Mingo sat on the bed he had shared with Rachel, turning the letter over and over in his hands.  Robinson and Danny were in the other room talking.  The dragoons had been sent here to keep order during the evacuation.  Mingo could tell the young man was troubled by it.  He spoke animatedly about his life in the military and his training and service at West Point, but when it came to talking about the native peoples and his current work with them, Robinson grew silent.  It was almost as if he was uncomfortable in his role as military policeman.

John Johnston’s second son had much experience with natives.  He had grown up in an Indian Agent’s home and considered many of the natives his personal friends.  It was an irony that most of his father’s charges had been Shawnee and Wyandot; the wolves of Mingo’s past and the ever-present plague of Boonesborough. 

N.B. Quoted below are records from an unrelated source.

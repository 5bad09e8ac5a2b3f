/*
 * Sunface - digital weather watch face
 *
 * This program is free software: you can redistribute it and/or modify
 * it under the terms of the GNU General Public License as published by
 * the Free Software Foundation, either version 3 of the License, or
 * (at your option) any later version.
 *
 * This program is distributed in the hope that it will be useful,
 * but WITHOUT ANY WARRANTY; without even the implied warranty of
 * MERCHANTABILITY or FITNESS FOR A PARTICULAR PURPOSE.  See the
 * GNU General Public License for more details.
 *
 * You should have received a copy of the GNU General Public License
 * along with this program.  If not, see <https://www.gnu.org/licenses/>.
 */

//! The weather data item pushed by the paired phone.

use crate::{DataItem, DataLinkError, Result};

pub const WEATHER_PATH: &str = "/weather";

const KEY_TEMP_MAX: &str = "temp_max";
const KEY_TEMP_MIN: &str = "temp_min";
const KEY_CONDITION: &str = "condition_image";

/// Typed view of a weather push: forecast high/low plus the raw bytes of
/// the condition icon asset.
#[derive(Debug, Clone, PartialEq)]
pub struct WeatherItem {
    pub max_temp: f64,
    pub min_temp: f64,
    pub condition: Vec<u8>
}

impl WeatherItem {
    pub fn to_item(&self) -> DataItem {
        let mut item = DataItem::new(WEATHER_PATH);
        item.put_float(KEY_TEMP_MAX, self.max_temp);
        item.put_float(KEY_TEMP_MIN, self.min_temp);
        item.put_asset(KEY_CONDITION, self.condition.clone());
        item
    }
}

impl TryFrom<&DataItem> for WeatherItem {
    type Error = DataLinkError;

    fn try_from(item: &DataItem) -> Result<Self> {
        Ok(Self {
            max_temp: item.get_float(KEY_TEMP_MAX)
                .ok_or(DataLinkError::MissingEntry(KEY_TEMP_MAX))?,
            min_temp: item.get_float(KEY_TEMP_MIN)
                .ok_or(DataLinkError::MissingEntry(KEY_TEMP_MIN))?,
            condition: item.get_asset(KEY_CONDITION)
                .ok_or(DataLinkError::MissingEntry(KEY_CONDITION))?
                .to_vec()
        })
    }
}

#[cfg(test)]
mod tests {
    use super::*;

    #[test]
    fn weather_item_round_trip() {
        let weather = WeatherItem {
            max_temp: 75.3,
            min_temp: 58.1,
            condition: vec![1, 2, 3]
        };

        let item = weather.to_item();
        assert_eq!(item.path, WEATHER_PATH);
        assert_eq!(WeatherItem::try_from(&item).expect("weather"), weather);
    }

    #[test]
    fn missing_field_rejected() {
        let mut item = DataItem::new(WEATHER_PATH);
        item.put_float(KEY_TEMP_MAX, 1.0);

        match WeatherItem::try_from(&item) {
            Err(DataLinkError::MissingEntry(KEY_TEMP_MIN)) => {}
            other => panic!("expected missing entry, got {:?}", other)
        }
    }
}
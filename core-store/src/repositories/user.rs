//! User repository trait and implementation

use crate::error::Result;
use crate::models::User;
use async_trait::async_trait;
use sqlx::{query_as, SqlitePool};
use std::time::{SystemTime, UNIX_EPOCH};
use tracing::debug;

/// User repository interface for data access operations
#[async_trait]
pub trait UserRepository: Send + Sync {
    /// Find a user by the external account handle
    ///
    /// # Returns
    /// - `Ok(Some(user))` if found
    /// - `Ok(None)` if not found
    async fn find_by_osm_user(&self, osm_user: &str) -> Result<Option<User>>;

    /// Get the user with the given handle, creating it on first encounter
    ///
    /// Idempotent: calling twice with the same handle never creates a
    /// duplicate row.
    async fn get_or_create(&self, osm_user: &str) -> Result<User>;
}

/// SQLite implementation of UserRepository
pub struct SqliteUserRepository {
    pool: SqlitePool,
}

impl SqliteUserRepository {
    /// Create a new SQLite user repository
    pub fn new(pool: SqlitePool) -> Self {
        Self { pool }
    }

    fn now_unix() -> i64 {
        SystemTime::now()
            .duration_since(UNIX_EPOCH)
            .map(|d| d.as_secs() as i64)
            .unwrap_or(0)
    }
}

#[async_trait]
impl UserRepository for SqliteUserRepository {
    async fn find_by_osm_user(&self, osm_user: &str) -> Result<Option<User>> {
        let user = query_as::<_, User>("SELECT * FROM users WHERE osm_user = ?")
            .bind(osm_user)
            .fetch_optional(&self.pool)
            .await?;

        Ok(user)
    }

    async fn get_or_create(&self, osm_user: &str) -> Result<User> {
        if let Some(existing) = self.find_by_osm_user(osm_user).await? {
            return Ok(existing);
        }

        let created_at = Self::now_unix();
        let result = sqlx::query("INSERT INTO users (osm_user, created_at) VALUES (?, ?)")
            .bind(osm_user)
            .bind(created_at)
            .execute(&self.pool)
            .await?;

        debug!(osm_user, "Created user");

        Ok(User {
            id: result.last_insert_rowid(),
            osm_user: osm_user.to_string(),
            created_at,
        })
    }
}

#[cfg(test)]
mod tests {
    use super::*;
    use crate::db::create_test_pool;

    #[tokio::test]
    async fn test_get_or_create_is_idempotent() {
        let pool = create_test_pool().await.unwrap();
        let repo = SqliteUserRepository::new(pool.clone());

        let first = repo.get_or_create("mapper").await.unwrap();
        let second = repo.get_or_create("mapper").await.unwrap();
        assert_eq!(first.id, second.id);

        let count: i64 = sqlx::query_scalar("SELECT COUNT(*) FROM users")
            .fetch_one(&pool)
            .await
            .unwrap();
        assert_eq!(count, 1);
    }

    #[tokio::test]
    async fn test_find_by_osm_user_missing() {
        let pool = create_test_pool().await.unwrap();
        let repo = SqliteUserRepository::new(pool);

        assert!(repo.find_by_osm_user("nobody").await.unwrap().is_none());
    }

    #[tokio::test]
    async fn test_distinct_handles_create_distinct_users() {
        let pool = create_test_pool().await.unwrap();
        let repo = SqliteUserRepository::new(pool);

        let a = repo.get_or_create("alice").await.unwrap();
        let b = repo.get_or_create("bob").await.unwrap();
        assert_ne!(a.id, b.id);
    }
}
use thiserror::Error;

#[derive(Error, Debug)]
pub enum SyncError {
    #[error("Store error: {0}")]
    Store(#[from] core_store::StoreError),

    #[error("Bridge error: {0}")]
    Bridge(#[from] bridge_traits::BridgeError),

    #[error("Compression failed: {0}")]
    Compression(#[from] std::io::Error),
}

pub type Result<T> = std::result::Result<T, SyncError>;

In fact it was an Indian who had brought them all together.

“Father?”

Mingo’s head came up.  He looked toward the door.  “Yes, Danny?”

“Are you all right?” his son asked as he stepped into the bedroom.

“Yes.  Did you need something?”

            Danny nodded toward the common room.  “Robinson needs to report in.  I am going to check in on the packing of the goods at the store.   He would like to come back tonight, and I have told him I will as well.  After supper.  You will be here?”

            It was asked as a question, but spoken as if a statement of fact.

            Mingo nodded wearily.  “Yes, Danny.  I will be here.”

            His son’s eyes settled on the unopened letter.  “Will you read it?”

            Mingo sat the letter aside.  It was from John Johnston’s wife.  Her name was Rachel as well, though the letter was signed in an elegant script ‘Raeanne’ which was what his dear spouse had called her.  “I have not made up my mind.”

            Danny said nothing.  Only nodded.  “Until later this evening, then, Father.”

            Once his son had departed and he heard the door close behind the two young men, Mingo rose wearily to his feet.  He went to the window that looked out, not onto the open court filled with the throng of angry and despondent Cherokee and edgy, nervous soldiers, but onto the green space that was the garden and an additional food source for his family.  Rachel had started it.  His eldest daughter Verity came now when she could to help tend it.  Verity lived about a day’s ride away.   She had long been widowed.  Her husband had been killed in the second war with the British, the one that had been fought in 1812.

            Verity had been with them in 1820.  As had Danny.  She had come to the home he and Rachel had established in Missouri, bringing her five small children to live with them after finding the life of a single mother on the frontier too arduous.  When the trouble had come they had left her children as well as their youngest with Nathan and his wife, and gone to find Daniel to begin the hunt.  Mingo had not wanted Rachel to go with him.  He had told her it was too dangerous.  She hadn’t listened.

            Mingo laughed.  She never did.

            It was then that his Rachel had met Rachel Hoping Johnston, the wife of the Ohio Indian agent and Robinson’s mother.   He remembered her now.  A fresh-faced beauty with the frost of gray just settling on her deep brown hair, in her late thirties –  much too slender to be the mother of seven children, six of whom were still living.   Born a Quakeress, she had instantly connected with Daniel whose roots were the same. 

            He could still see Rachel Johnston standing by the side of the stream – six months pregnant at the very least – surrounded by four wide-eyed children; her husband’s flintlock in her hand.

            Pointed straight at him.